Jeremy Faludi (LEED AP) is a sustainable design strategist and researcher. He teaches green design at Stanford University, where he created the graduate/undergraduate class ME221: Green Design Tools and Metrics, and at the Minneapolis College of Art and Design; he also designs modular green building systems at Project FROG. He has worked for Rocky Mountain Institute, The Biomimicry Institute, and the Lawrence
Berkeley National Labs, among others. A bicycle he helped design has appeared in the Cooper-Hewitt National Design Museum, and he was a finalist in the 2007 California Cleantech Open competition. In 2008 he was a juror for Dell's ReGeneration green computing competition.

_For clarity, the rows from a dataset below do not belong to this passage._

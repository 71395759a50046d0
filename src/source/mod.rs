//! Peripheral source abstraction and capture backends.
//!
//! A [`PeripheralSource`] is anything that can block on "read next chunk"
//! over a capture device. The crate provides two implementations:
//!
//! - [`DeviceSource`]: a CPAL input device feeding a lock-free ring buffer
//! - [`MockSource`]: scripted chunks for tests and CI
//!
//! Implement the trait yourself for other peripherals (a camera frame
//! buffer, a sensor FIFO).

mod device;
mod mock;

pub use device::{AudioDevice, CaptureStream, DeviceSource};
pub use mock::MockSource;

use async_trait::async_trait;

use crate::{CaptureError, Chunk};

/// A blocking "read next chunk" operation over a capture device.
///
/// `fetch` suspends the calling task until the peripheral has a complete
/// chunk - for audio that is one DMA transfer's worth of samples, for a
/// camera it is the next available frame. This suspension is the dominant
/// latency in the streaming loop and sets its natural cadence.
///
/// # Contract
///
/// - Audio variant: every successful `fetch` returns a chunk of the same
///   fixed length at a fixed sample rate.
/// - Camera variant: chunk length varies per call; the returned buffer
///   stays valid and unmodified until the chunk is dropped.
/// - On error the chunk buffer must not be treated as valid. `fetch` does
///   not retry internally - retry policy belongs to the caller, and the
///   streaming loop's policy is to stop.
///
/// # Example
///
/// ```
/// use stream_uplink::{CaptureError, Chunk, PeripheralSource};
/// use async_trait::async_trait;
///
/// struct ZeroSource {
///     seq: u64,
/// }
///
/// #[async_trait]
/// impl PeripheralSource for ZeroSource {
///     fn name(&self) -> &str {
///         "zeros"
///     }
///
///     async fn fetch(&mut self) -> Result<Chunk, CaptureError> {
///         let chunk = Chunk::new(vec![0u8; 4096], self.seq);
///         self.seq += 1;
///         Ok(chunk)
///     }
/// }
/// ```
#[async_trait]
pub trait PeripheralSource: Send {
    /// Human-readable name for logging and error messages.
    fn name(&self) -> &str;

    /// Reads the next chunk, suspending until one is available.
    async fn fetch(&mut self) -> Result<Chunk, CaptureError>;
}

#[async_trait]
impl PeripheralSource for Box<dyn PeripheralSource> {
    fn name(&self) -> &str {
        (**self).name()
    }

    async fn fetch(&mut self) -> Result<Chunk, CaptureError> {
        (**self).fetch().await
    }
}
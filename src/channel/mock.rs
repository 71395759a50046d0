//! Mock delivery channel for testing without a network.

use std::sync::Arc;

use async_trait::async_trait;
use parking_lot::Mutex;

use crate::channel::DeliveryChannel;
use crate::{Chunk, SendError};

/// A channel that records every sent payload in memory.
///
/// Can be configured to fail the first N sends, or every send, to exercise
/// the drop-not-crash path of the streaming loop.
///
/// # Example
///
/// ```
/// use stream_uplink::MockChannel;
///
/// let channel = MockChannel::new();
/// let sent = channel.sent_handle();
/// // hand `channel` to the pipeline, inspect `sent` afterwards
/// assert!(sent.lock().is_empty());
/// ```
pub struct MockChannel {
    name: String,
    sent: Arc<Mutex<Vec<Vec<u8>>>>,
    fail_remaining: Option<usize>,
}

impl MockChannel {
    /// Creates a channel that accepts every send.
    pub fn new() -> Self {
        Self {
            name: "mock".to_string(),
            sent: Arc::new(Mutex::new(Vec::new())),
            fail_remaining: None,
        }
    }

    /// Creates a channel that fails the first `times` sends with a
    /// transport failure, then succeeds.
    pub fn failing(times: usize) -> Self {
        Self {
            fail_remaining: Some(times),
            ..Self::new()
        }
    }

    /// Creates a channel that fails every send.
    pub fn always_failing() -> Self {
        Self {
            fail_remaining: Some(usize::MAX),
            ..Self::new()
        }
    }

    /// Returns a handle to the recorded payloads, usable after the channel
    /// has been moved into the pipeline.
    pub fn sent_handle(&self) -> Arc<Mutex<Vec<Vec<u8>>>> {
        self.sent.clone()
    }

    /// Returns the number of successfully sent payloads.
    pub fn sent_count(&self) -> usize {
        self.sent.lock().len()
    }
}

impl Default for MockChannel {
    fn default() -> Self {
        Self::new()
    }
}

#[async_trait]
impl DeliveryChannel for MockChannel {
    fn name(&self) -> &str {
        &self.name
    }

    async fn send(&mut self, chunk: &Chunk) -> Result<(), SendError> {
        if let Some(remaining) = self.fail_remaining {
            if remaining > 0 {
                self.fail_remaining = Some(remaining.saturating_sub(1));
                return Err(SendError::transport("intentional failure"));
            }
        }
        self.sent.lock().push(chunk.as_bytes().to_vec());
        Ok(())
    }
}

#[cfg(test)]
mod tests {
    use super::*;

    #[tokio::test]
    async fn test_mock_channel_records_sends() {
        let mut channel = MockChannel::new();
        channel.send(&Chunk::new(vec![1, 2], 0)).await.unwrap();
        channel.send(&Chunk::new(vec![3], 1)).await.unwrap();

        assert_eq!(channel.sent_count(), 2);
        assert_eq!(channel.sent_handle().lock()[0], vec![1, 2]);
    }

    #[tokio::test]
    async fn test_mock_channel_failing_then_succeeding() {
        let mut channel = MockChannel::failing(1);

        let err = channel.send(&Chunk::new(vec![0], 0)).await.unwrap_err();
        assert!(matches!(err, SendError::TransportFailure { .. }));

        channel.send(&Chunk::new(vec![0], 1)).await.unwrap();
        assert_eq!(channel.sent_count(), 1);
    }

    #[tokio::test]
    async fn test_mock_channel_always_failing() {
        let mut channel = MockChannel::always_failing();
        for seq in 0..5 {
            assert!(channel.send(&Chunk::new(vec![0], seq)).await.is_err());
        }
        assert_eq!(channel.sent_count(), 0);
    }
}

In addition to his design work, he writes for Worldchanging.com and
is one of the many authors of Worldchanging:
A User's Guide for the 21st Century. He also contributed to the books Packaging Sustainability by Wendy Jedlicka and Eco-labels: Concerns and Experiences by Asha B. Joshi; his eco-label also appears in the book Green Graphic Design by Brian Dougherty. He has appeared in the Wall Street Journal, the San Francisco Chronicle, BoingBoing, Treehugger, C|Net, Sustainable Industries Journal, Package Design Magazine, GreenBiz, Australian Broadcast Corporation radio, IT Conversations, and the Secretariat of the Commonwealth of Nations' newsletter Commonwealth Today.
Jeremy is available for speaking engagements. He has spoken on green design and biomimicry at conferences, schools, and businesses around the world, including Mattel, Arup, Doors
of Perception in Delhi, the Better
World Business Forum in Paris, Technische Universiteit Delft in the
Netherlands, ArquinFAD in Barcelona, the IEEE International Electric Machines & Drives Conference, SolidWorks World, the National Library of Medicine, Sustainable Innovation, Antioch University, Simon Fraser University, San Jose State University, University of California Berkeley, Emily Carr University in Canada, O'Reilly's Foo Camp, and ETech.
Originally trained as a physicist at Reed College, he spent some time in the semiconductor industry before getting his masters in product design at Stanford. Although too frenetic to be tied down to a short list of interests, his main dalliances outside of design are photography, dance, and several flavors of performance, some of which involve fire. (Those are usually the biggest hits at parties.)